The Crew's take: We think it's safe to say a 4 pm happy hour email would've gone over better. That said, Tesla has been chasing profitability for 15 years and investors are getting antsy—now's the time to make the tough decisions.
TRANSPORTATION
E-Scooter Mania Shows No Signs of Slowing Down

Sorry folks...we've been having trouble sleeping recently. Seems like every hour of the day we're getting notified of an e-scooter company raising another massive round of funding.
This time, a familiar face—Bird—is looking to raise $200 million at a...wait for it...$2 billion valuation (per Axios).
It's déjà vu all over again:
- Just a few weeks back, Bird raised $150 million at a $1 billion valuation.
- In March, it raised $100 million at a $300 million valuation.
The only speed bump that could slow down this ride? Local governments trying to hit the brakes.
Putting e-scooters in perspective: San Francisco just voted to cap the number of scooters on city streets at 1,250. In April, 1.7 million cars entered the city via the Golden Gate Bridge (~56,000 per day).
STARTUP
Venture This: Rally Rd
Note: Read and then vote. In this section, we'll tell you about a startup making waves and then we want to hear from you—would you invest?
Turns out, you don't need to be a Dotcom millionaire to own a classic car collection. Just ask the guys at Rally Rd—an online investing app that lets you buy shares in classic cars as an alternative investment.
We'll explain: Just like you would with a hot new IPO, you can buy stock in a car on Rally Rd—like the '95 BMW M3 Lightweight for $59.25 per share.
Why we're buying (in one chart)

Why we're pumping the brakes
One word: liquidity. There's only a small window each month when you can buy and sell shares.
But hey, there may be something to this. Rally Rd has raised $2.9 million and plans on expanding into art and memorabilia. Time to take that Honus Wagner baseball card out of the attic.
Enough from us. Would you invest with Rally Rd?

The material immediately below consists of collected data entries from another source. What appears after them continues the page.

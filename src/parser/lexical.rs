//! Token-level facts about the query text.
//!
//! Some misconceptions (unbalanced brackets, repeated clauses, missing
//! semicolons) are only visible before or instead of a successful parse. The
//! tokenizer pass records them once so the checks never touch raw text.

use serde::{Deserialize, Serialize};
use sqlparser::dialect::PostgreSqlDialect;
use sqlparser::keywords::Keyword;
use sqlparser::tokenizer::{Span, Token, TokenWithSpan, Tokenizer};

use crate::parser::sql_parser::SourceSpan;

/// Clause of a SELECT block, in canonical order.
#[derive(Debug, Clone, Copy, PartialEq, Eq, PartialOrd, Ord, Hash, Serialize, Deserialize)]
pub enum Clause {
    /// `SELECT`
    Select,
    /// `FROM`
    From,
    /// `WHERE`
    Where,
    /// `GROUP BY`
    GroupBy,
    /// `HAVING`
    Having,
    /// `ORDER BY`
    OrderBy,
    /// `LIMIT`
    Limit,
}

impl std::fmt::Display for Clause {
    fn fmt(&self, f: &mut std::fmt::Formatter<'_>) -> std::fmt::Result {
        match self {
            Clause::Select => write!(f, "SELECT"),
            Clause::From => write!(f, "FROM"),
            Clause::Where => write!(f, "WHERE"),
            Clause::GroupBy => write!(f, "GROUP BY"),
            Clause::Having => write!(f, "HAVING"),
            Clause::OrderBy => write!(f, "ORDER BY"),
            Clause::Limit => write!(f, "LIMIT"),
        }
    }
}

/// Clause keywords of one SELECT block at one parenthesis depth.
#[derive(Debug, Clone, Default, PartialEq, Eq, Serialize, Deserialize)]
pub struct ClauseBlock {
    /// Keywords in source order.
    pub clauses: Vec<(Clause, SourceSpan)>,
}

/// A token sequence worth reporting, with an optional replacement.
#[derive(Debug, Clone, PartialEq, Eq, Serialize, Deserialize)]
pub struct LexicalMark {
    /// Offending text.
    pub text: String,
    /// Suggested standard spelling, if any.
    pub suggestion: Option<String>,
    /// Where it occurs.
    pub span: SourceSpan,
}

/// Bracket counts for one bracket kind.
#[derive(Debug, Clone, Copy, Default, PartialEq, Eq, Serialize, Deserialize)]
pub struct BracketCount {
    /// Opening brackets.
    pub open: usize,
    /// Closing brackets.
    pub close: usize,
    /// First occurrence.
    pub first: Option<SourceSpan>,
}

impl BracketCount {
    fn record(&mut self, opening: bool, span: SourceSpan) {
        if opening {
            self.open += 1;
        } else {
            self.close += 1;
        }
        self.first.get_or_insert(span);
    }

    /// True when any bracket of this kind occurs.
    pub fn is_used(&self) -> bool {
        self.open + self.close > 0
    }

    /// True when opening and closing counts differ.
    pub fn is_unbalanced(&self) -> bool {
        self.open != self.close
    }
}

/// Everything the lexical checks need to know about the query text.
#[derive(Debug, Clone, Default, PartialEq, Eq, Serialize, Deserialize)]
pub struct LexicalFacts {
    /// Tokenizer failure, if the text could not be tokenized.
    pub tokenizer_error: Option<String>,
    /// Span of the last significant token.
    pub end: Option<SourceSpan>,
    /// True when the last significant token is `;`.
    pub ends_with_semicolon: bool,
    /// Semicolons that terminate an empty statement.
    pub extra_semicolons: Vec<SourceSpan>,
    /// Number of non-empty statements.
    pub statement_count: usize,
    /// `(` and `)`.
    pub round: BracketCount,
    /// `[` and `]`.
    pub square: BracketCount,
    /// `{` and `}`.
    pub curly: BracketCount,
    /// Operators borrowed from programming languages.
    pub nonstandard_operators: Vec<LexicalMark>,
    /// Vendor keywords with a standard equivalent.
    pub nonstandard_keywords: Vec<LexicalMark>,
    /// Predicate keywords written like function calls (`LIKE(`).
    pub keyword_calls: Vec<LexicalMark>,
    /// Keywords written without separating whitespace (`ORDERBY`).
    pub glued_keywords: Vec<LexicalMark>,
    /// `IS` followed by something other than NULL/TRUE/FALSE/UNKNOWN/NOT/DISTINCT.
    pub misapplied_is: Vec<LexicalMark>,
    /// Clause keywords per SELECT block.
    pub clause_blocks: Vec<ClauseBlock>,
    /// Two adjacent items of a GROUP BY or ORDER BY list with no comma between.
    pub missing_commas: Vec<LexicalMark>,
}

const NONSTANDARD_KEYWORDS: &[(&str, Option<&str>)] = &[
    ("TOP", Some("LIMIT")),
    ("MINUS", Some("EXCEPT")),
    ("ISNULL", Some("IS NULL")),
    ("NOTNULL", Some("IS NOT NULL")),
    ("REGEXP", Some("SIMILAR TO")),
    ("RLIKE", Some("SIMILAR TO")),
];

const GLUED_KEYWORDS: &[(&str, &str)] = &[
    ("ORDERBY", "ORDER BY"),
    ("GROUPBY", "GROUP BY"),
    ("ISNOT", "IS NOT"),
    ("NOTIN", "NOT IN"),
    ("LEFTJOIN", "LEFT JOIN"),
    ("INNERJOIN", "INNER JOIN"),
];

const IS_OPERANDS: &[&str] = &[
    "NULL",
    "NOT",
    "TRUE",
    "FALSE",
    "UNKNOWN",
    "DISTINCT",
    "DOCUMENT",
    "JSON",
    "NORMALIZED",
];

/// Tokenize `sql` and collect lexical facts.
pub fn scan(sql: &str) -> LexicalFacts {
    let dialect = PostgreSqlDialect {};
    let tokens = match Tokenizer::new(&dialect, sql).tokenize_with_location() {
        Ok(tokens) => tokens,
        Err(error) => {
            return LexicalFacts {
                tokenizer_error: Some(error.to_string()),
                ..LexicalFacts::default()
            }
        }
    };
    let significant: Vec<TokenWithSpan> = tokens
        .into_iter()
        .filter(|t| !matches!(t.token, Token::Whitespace(_) | Token::EOF))
        .collect();

    let mut facts = LexicalFacts::default();
    let mut scanner = BlockScanner::default();
    let mut statement_has_content = false;
    let mut depth = 0usize;
    // Depth of the GROUP BY or ORDER BY list being read.
    let mut list_depth: Option<usize> = None;

    for (idx, token) in significant.iter().enumerate() {
        let span = SourceSpan::from(token.span);
        let next = significant.get(idx + 1).map(|t| &t.token);
        let previous = idx.checked_sub(1).and_then(|i| significant.get(i));

        if let Some(before) = previous {
            if list_depth == Some(depth)
                && ends_list_item(&before.token)
                && starts_list_item(&token.token)
            {
                let text = format!("{} {}", before.token, token.token);
                let both = SourceSpan::from(Span::new(before.span.start, token.span.end));
                facts.missing_commas.push(mark(&text, None, both));
            }
        }
        let previous = previous.map(|t| &t.token);

        match &token.token {
            Token::SemiColon => {
                if statement_has_content {
                    facts.statement_count += 1;
                } else {
                    facts.extra_semicolons.push(span);
                }
                statement_has_content = false;
                scanner.reset();
                depth = 0;
                list_depth = None;
                continue;
            }
            Token::LParen => {
                facts.round.record(true, span);
                scanner.open();
                depth += 1;
            }
            Token::RParen => {
                facts.round.record(false, span);
                scanner.close();
                depth = depth.saturating_sub(1);
                if list_depth.is_some_and(|d| d > depth) {
                    list_depth = None;
                }
            }
            Token::LBracket | Token::RBracket => {
                facts
                    .square
                    .record(matches!(token.token, Token::LBracket), span)
            }
            Token::LBrace | Token::RBrace => {
                facts.curly.record(matches!(token.token, Token::LBrace), span)
            }
            Token::DoubleEq => facts.nonstandard_operators.push(mark("==", Some("="), span)),
            Token::Overlap => facts
                .nonstandard_operators
                .push(mark("&&", Some("AND"), span)),
            Token::ExclamationMark => facts
                .nonstandard_operators
                .push(mark("!", Some("NOT"), span)),
            Token::ShiftLeft => facts.nonstandard_operators.push(mark("<<", None, span)),
            Token::ShiftRight => facts.nonstandard_operators.push(mark(">>", None, span)),
            Token::Char(c) => {
                let suggestion = match c {
                    '≠' => Some("<>"),
                    '≥' => Some(">="),
                    '≤' => Some("<="),
                    _ => None,
                };
                if suggestion.is_some() {
                    facts
                        .nonstandard_operators
                        .push(mark(&c.to_string(), suggestion, span));
                }
            }
            Token::Word(word) if word.quote_style.is_none() => {
                let upper = word.value.to_ascii_uppercase();
                if let Some((_, suggestion)) =
                    NONSTANDARD_KEYWORDS.iter().find(|(kw, _)| *kw == upper)
                {
                    facts
                        .nonstandard_keywords
                        .push(mark(&word.value, *suggestion, span));
                }
                if let Some((_, suggestion)) = GLUED_KEYWORDS.iter().find(|(kw, _)| *kw == upper) {
                    facts
                        .glued_keywords
                        .push(mark(&word.value, Some(suggestion), span));
                }
                if matches!(upper.as_str(), "LIKE" | "ILIKE" | "BETWEEN")
                    && matches!(next, Some(Token::LParen))
                {
                    facts.keyword_calls.push(mark(&word.value, None, span));
                }
                if upper == "IS" && !next.is_some_and(is_operand_word) {
                    facts.misapplied_is.push(mark(&word.value, None, span));
                }
                let after_distinct = matches!(
                    previous,
                    Some(Token::Word(w)) if w.value.eq_ignore_ascii_case("distinct")
                );
                let followed_by_by = matches!(
                    next,
                    Some(Token::Word(w)) if w.value.eq_ignore_ascii_case("by")
                );
                let clause_keyword = matches!(
                    upper.as_str(),
                    "SELECT"
                        | "FROM"
                        | "WHERE"
                        | "HAVING"
                        | "LIMIT"
                        | "OFFSET"
                        | "UNION"
                        | "INTERSECT"
                        | "EXCEPT"
                );
                if clause_keyword && list_depth == Some(depth) {
                    list_depth = None;
                }
                if matches!(upper.as_str(), "GROUP" | "ORDER") && followed_by_by {
                    list_depth = Some(depth);
                }
                match upper.as_str() {
                    "SELECT" => scanner.start_block(span),
                    "FROM" if !after_distinct => scanner.push(Clause::From, span),
                    "WHERE" => scanner.push(Clause::Where, span),
                    "GROUP" if followed_by_by => scanner.push(Clause::GroupBy, span),
                    "HAVING" => scanner.push(Clause::Having, span),
                    "ORDER" if followed_by_by => scanner.push(Clause::OrderBy, span),
                    "LIMIT" => scanner.push(Clause::Limit, span),
                    "UNION" | "INTERSECT" | "EXCEPT" => scanner.end_block(),
                    _ => {}
                }
            }
            _ => {}
        }
        statement_has_content = true;
    }

    if statement_has_content {
        facts.statement_count += 1;
    }
    facts.ends_with_semicolon = matches!(
        significant.last().map(|t| &t.token),
        Some(Token::SemiColon)
    );
    facts.end = significant.last().map(|t| SourceSpan::from(t.span));
    facts.clause_blocks = scanner.finish();
    facts
}

fn is_list_word(token: &Token) -> bool {
    matches!(token, Token::Word(word) if word.keyword == Keyword::NoKeyword || word.quote_style.is_some())
}

fn ends_list_item(token: &Token) -> bool {
    is_list_word(token) || matches!(token, Token::Number(..) | Token::RParen)
}

fn starts_list_item(token: &Token) -> bool {
    is_list_word(token) || matches!(token, Token::Number(..))
}

fn is_operand_word(token: &Token) -> bool {
    match token {
        Token::Word(word) => IS_OPERANDS
            .iter()
            .any(|operand| word.value.eq_ignore_ascii_case(operand)),
        _ => false,
    }
}

fn mark(text: &str, suggestion: Option<&str>, span: SourceSpan) -> LexicalMark {
    LexicalMark {
        text: text.to_string(),
        suggestion: suggestion.map(str::to_string),
        span,
    }
}

/// Tracks the open SELECT block at every parenthesis depth.
#[derive(Default)]
struct BlockScanner {
    blocks: Vec<ClauseBlock>,
    open_at_depth: Vec<Option<usize>>,
}

impl BlockScanner {
    fn top(&mut self) -> &mut Option<usize> {
        if self.open_at_depth.is_empty() {
            self.open_at_depth.push(None);
        }
        let last = self.open_at_depth.len() - 1;
        &mut self.open_at_depth[last]
    }

    fn open(&mut self) {
        self.top();
        self.open_at_depth.push(None);
    }

    fn close(&mut self) {
        if self.open_at_depth.len() > 1 {
            self.open_at_depth.pop();
        }
    }

    fn start_block(&mut self, span: SourceSpan) {
        self.blocks.push(ClauseBlock {
            clauses: vec![(Clause::Select, span)],
        });
        let index = self.blocks.len() - 1;
        *self.top() = Some(index);
    }

    fn end_block(&mut self) {
        *self.top() = None;
    }

    fn push(&mut self, keyword: Clause, span: SourceSpan) {
        if let Some(index) = *self.top() {
            self.blocks[index].clauses.push((keyword, span));
        }
    }

    fn reset(&mut self) {
        self.open_at_depth.clear();
    }

    fn finish(self) -> Vec<ClauseBlock> {
        self.blocks
    }
}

Yes or no?
PHARMA
Alzheimer's R&D Faces a Major Setback
Yesterday, drugmakers Eli Lilly (-0.41%) and AstraZeneca (-0.58%) pulled the plug on late-stage Alzheimer's medications. The announcement knocked the wind out of researchers, who are quickly losing faith in finding a solution.
Why that's important:
- Every 66 seconds, a new case of Alzheimer's is diagnosed in the U.S.

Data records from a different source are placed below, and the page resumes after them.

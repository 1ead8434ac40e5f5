//! Disjunctive normal form under three-valued logic.
//!
//! `NOT` is pushed down to the atoms with De Morgan's laws and ends up as the
//! polarity of a [`Literal`]; `AND` is distributed over `OR`. Both rewrites
//! are exact under Kleene logic, and so is dropping a repeated literal or a
//! repeated conjunction. Nothing else is simplified here.

use serde::Serialize;
use sqlparser::ast::{Expr, JoinConstraint};
use tracing::warn;

use crate::logic::atom::{Atom, AtomTable, ColumnResolver, Predicate, ScopeResolver};
use crate::logic::truth::Truth;
use crate::parser::lexical::Clause;
use crate::query::{JoinKind, QueryModel, ScopeId, VarId};

/// An atom with a polarity.
#[derive(Debug, Clone, Copy, PartialEq, Eq, Hash, Serialize)]
pub struct Literal {
    /// Index into the atom table.
    pub atom: usize,
    /// False for a negated atom.
    pub positive: bool,
}

impl Literal {
    /// Value of the literal given the value of its atom.
    pub fn eval(self, atom_value: Truth) -> Truth {
        if self.positive {
            atom_value
        } else {
            !atom_value
        }
    }
}

/// Literals combined with AND.
pub type Conjunction = Vec<Literal>;

/// Conjunctions combined with OR.
#[derive(Debug, Clone, PartialEq, Eq, Serialize)]
pub struct Dnf {
    /// The disjuncts, in source order.
    pub conjunctions: Vec<Conjunction>,
}

impl Dnf {
    /// Evaluate under an assignment of truth values to atoms.
    pub fn eval(&self, assignment: &dyn Fn(usize) -> Truth) -> Truth {
        self.conjunctions.iter().fold(Truth::False, |acc, conjunction| {
            let value = conjunction.iter().fold(Truth::True, |acc, literal| {
                acc.and(literal.eval(assignment(literal.atom)))
            });
            acc.or(value)
        })
    }
}

/// Result of normalizing one predicate.
#[derive(Debug, Clone, PartialEq, Eq, Serialize)]
pub enum NormalizeOutcome {
    /// The equivalent DNF.
    Normalized(Dnf),
    /// More conjunctions than the budget allows.
    Inconclusive {
        /// The exceeded budget.
        budget: usize,
    },
}

impl NormalizeOutcome {
    /// The DNF, when normalization finished.
    pub fn dnf(&self) -> Option<&Dnf> {
        match self {
            NormalizeOutcome::Normalized(dnf) => Some(dnf),
            NormalizeOutcome::Inconclusive { .. } => None,
        }
    }
}

/// A predicate with its atoms, source tree and normal form.
#[derive(Debug, Clone)]
pub struct NormalizedPredicate<'q> {
    /// Scope the predicate filters.
    pub scope: ScopeId,
    /// Source expressions AND-ed together, with their clauses.
    pub sources: Vec<(Clause, &'q Expr)>,
    /// Interned atoms.
    pub atoms: Vec<Atom<'q>>,
    /// Boolean structure over the atoms.
    pub tree: Predicate,
    /// Normal form.
    pub outcome: NormalizeOutcome,
}

impl<'q> NormalizedPredicate<'q> {
    /// Normalize the conjunction of `sources`.
    pub fn build(
        scope: ScopeId,
        sources: Vec<(Clause, &'q Expr)>,
        resolver: &dyn ColumnResolver,
        budget: usize,
    ) -> Self {
        let mut table = AtomTable::new(resolver);
        let mut parts: Vec<Predicate> = sources
            .iter()
            .map(|(clause, expr)| table.predicate(*expr, *clause))
            .collect();
        let tree = if parts.len() == 1 {
            parts.remove(0)
        } else {
            Predicate::And(parts)
        };
        let outcome = to_dnf(&tree, budget);
        if let NormalizeOutcome::Inconclusive { budget } = outcome {
            warn!(scope, budget, "conjunction budget exceeded; predicate left unnormalized");
        }
        Self {
            scope,
            sources,
            atoms: table.into_atoms(),
            tree,
            outcome,
        }
    }

    /// Clause of the first source, used to anchor whole-predicate findings.
    pub fn clause(&self) -> Clause {
        self.sources
            .first()
            .map(|(clause, _)| *clause)
            .unwrap_or(Clause::Where)
    }
}

/// The predicates of one SELECT block.
#[derive(Debug, Clone)]
pub struct ScopePredicates<'q> {
    /// The scope.
    pub scope: ScopeId,
    /// WHERE together with the ON conditions of inner joins.
    pub filter: Option<NormalizedPredicate<'q>>,
    /// HAVING.
    pub having: Option<NormalizedPredicate<'q>>,
    /// ON condition of each outer join, keyed by the joined variable.
    pub outer_joins: Vec<(VarId, NormalizedPredicate<'q>)>,
}

impl<'q> ScopePredicates<'q> {
    /// Every normalized predicate of the scope.
    pub fn all(&self) -> impl Iterator<Item = &NormalizedPredicate<'q>> {
        self.filter
            .iter()
            .chain(self.having.iter())
            .chain(self.outer_joins.iter().map(|(_, predicate)| predicate))
    }
}

/// Normalize the predicates of every scope of `model`.
pub fn normalize_model<'q>(model: &QueryModel<'q>, budget: usize) -> Vec<ScopePredicates<'q>> {
    model
        .scopes
        .iter()
        .map(|scope| {
            let resolver = ScopeResolver {
                model,
                scope: scope.id,
            };
            let mut filter_sources: Vec<(Clause, &'q Expr)> = Vec::new();
            let mut outer_joins = Vec::new();
            for var in &scope.vars {
                let var = model.var(*var);
                let Some(JoinConstraint::On(on)) = var.constraint else {
                    continue;
                };
                if var.join.is_outer() {
                    outer_joins.push((
                        var.id,
                        NormalizedPredicate::build(
                            scope.id,
                            vec![(Clause::From, on)],
                            &resolver,
                            budget,
                        ),
                    ));
                } else if matches!(var.join, JoinKind::Inner | JoinKind::Base) {
                    filter_sources.push((Clause::From, on));
                }
            }
            if let Some(selection) = &scope.select.selection {
                filter_sources.push((Clause::Where, selection));
            }
            let filter = (!filter_sources.is_empty())
                .then(|| NormalizedPredicate::build(scope.id, filter_sources, &resolver, budget));
            let having = scope.select.having.as_ref().map(|having| {
                NormalizedPredicate::build(scope.id, vec![(Clause::Having, having)], &resolver, budget)
            });
            ScopePredicates {
                scope: scope.id,
                filter,
                having,
                outer_joins,
            }
        })
        .collect()
}

/// Convert a predicate tree into DNF, giving up past `budget` conjunctions.
pub fn to_dnf(tree: &Predicate, budget: usize) -> NormalizeOutcome {
    match dnf_of(tree, true, budget) {
        Some(conjunctions) => NormalizeOutcome::Normalized(Dnf { conjunctions }),
        None => NormalizeOutcome::Inconclusive { budget },
    }
}

fn dnf_of(tree: &Predicate, positive: bool, budget: usize) -> Option<Vec<Conjunction>> {
    match tree {
        Predicate::Atom(atom) => Some(vec![vec![Literal {
            atom: *atom,
            positive,
        }]]),
        Predicate::Not(inner) => dnf_of(inner, !positive, budget),
        Predicate::And(items) | Predicate::Or(items) => {
            let conjunctive = matches!(tree, Predicate::And(_)) == positive;
            let mut result: Vec<Conjunction> = if conjunctive {
                vec![Vec::new()]
            } else {
                Vec::new()
            };
            for item in items {
                let part = dnf_of(item, positive, budget)?;
                if conjunctive {
                    let mut product = Vec::with_capacity(result.len() * part.len());
                    for left in &result {
                        for right in &part {
                            product.push(merge(left, right));
                            if product.len() > budget {
                                return None;
                            }
                        }
                    }
                    result = product;
                } else {
                    result.extend(part);
                    if result.len() > budget {
                        return None;
                    }
                }
            }
            Some(result)
        }
    }
}

// Repeated literals and conjunctions are kept so the oracle can report them.
fn merge(left: &[Literal], right: &[Literal]) -> Conjunction {
    left.iter().chain(right).copied().collect()
}

#[cfg(test)]
mod tests {
    use super::*;

    fn atom(index: usize) -> Predicate {
        Predicate::Atom(index)
    }

    fn not(inner: Predicate) -> Predicate {
        Predicate::Not(Box::new(inner))
    }

    fn assignments() -> Vec<[Truth; 3]> {
        let mut all = Vec::new();
        for a in Truth::ALL {
            for b in Truth::ALL {
                for c in Truth::ALL {
                    all.push([a, b, c]);
                }
            }
        }
        all
    }

    fn assert_equivalent(tree: &Predicate) {
        let NormalizeOutcome::Normalized(dnf) = to_dnf(tree, 64) else {
            panic!("budget should suffice");
        };
        for values in assignments() {
            let assignment = |i: usize| values[i];
            assert_eq!(
                tree.eval(&assignment),
                dnf.eval(&assignment),
                "{tree:?} under {values:?}"
            );
        }
    }

    #[test]
    fn de_morgan_and_distribution_are_exact() {
        let trees = [
            not(Predicate::And(vec![atom(0), Predicate::Or(vec![atom(1), not(atom(2))])])),
            Predicate::And(vec![
                Predicate::Or(vec![atom(0), atom(1)]),
                Predicate::Or(vec![atom(1), atom(2)]),
            ]),
            not(not(Predicate::Or(vec![atom(0), Predicate::And(vec![atom(1), atom(2)])]))),
            Predicate::And(vec![atom(0), not(atom(0))]),
        ];
        for tree in &trees {
            assert_equivalent(tree);
        }
    }

    #[test]
    fn negation_lands_on_literals() {
        let tree = not(Predicate::Or(vec![atom(0), atom(1)]));
        let NormalizeOutcome::Normalized(dnf) = to_dnf(&tree, 8) else {
            panic!("budget should suffice");
        };
        assert_eq!(
            dnf.conjunctions,
            vec![vec![
                Literal {
                    atom: 0,
                    positive: false
                },
                Literal {
                    atom: 1,
                    positive: false
                }
            ]]
        );
    }

    #[test]
    fn contradictory_literals_are_kept() {
        let tree = Predicate::And(vec![atom(0), not(atom(0))]);
        let dnf = to_dnf(&tree, 8);
        assert_eq!(dnf.dnf().map(|d| d.conjunctions[0].len()), Some(2));
    }

    #[test]
    fn repeated_literals_and_disjuncts_are_kept() {
        let literal = Literal {
            atom: 0,
            positive: true,
        };
        let tree = Predicate::Or(vec![atom(0), atom(0)]);
        assert_eq!(
            to_dnf(&tree, 8).dnf().map(|d| d.conjunctions.clone()),
            Some(vec![vec![literal], vec![literal]])
        );
        let tree = Predicate::And(vec![atom(0), atom(0)]);
        assert_eq!(
            to_dnf(&tree, 8).dnf().map(|d| d.conjunctions.clone()),
            Some(vec![vec![literal, literal]])
        );
    }

    #[test]
    fn budget_overrun_is_inconclusive() {
        let clause = |a, b| Predicate::Or(vec![atom(a), atom(b)]);
        let tree = Predicate::And(vec![clause(0, 1), clause(2, 3), clause(4, 5), clause(6, 7)]);
        assert_eq!(
            to_dnf(&tree, 16).dnf().map(|d| d.conjunctions.len()),
            Some(16)
        );
        assert_eq!(
            to_dnf(&tree, 15),
            NormalizeOutcome::Inconclusive { budget: 15 }
        );
    }
}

- Analysts project medical costs to reach $1 trillion this year.
- There are five subpar treatments available to slow Alzheimer's disease—a new medication hasn't been approved since 2003.
So why'd they cut the funding?
Bottom line: Drug R&D runs up the monthly bill. And if the industry's biggest players aren't seeing results, there could be major setbacks for Alzheimer's treatments.
WHAT ELSE IS BREWING
- The Senate is working to reverse the Trump administration's deal to revive ZTE.
- Hawaiian Airlines' (-4.42%) parent company said bookings and revenue were down this quarter. Turns out, active volcanoes aren't great for sales.
- Nintendo's biggest announcements from E3.
- Seattle officials said the city will repeal its new tax on large businesses after pressure from Amazon and Starbucks.
BREAKROOM
WHAT WE'RE WATCHING
The King of Kong: A Fistful of Quarters—If you haven't spent an hour and a half immersed in the world of competitive arcade games...now's your chance. This classic documentary will introduce you to a unique cast of characters all vying for one goal: to become the Donkey Kong champion of the world. It's on YouTube.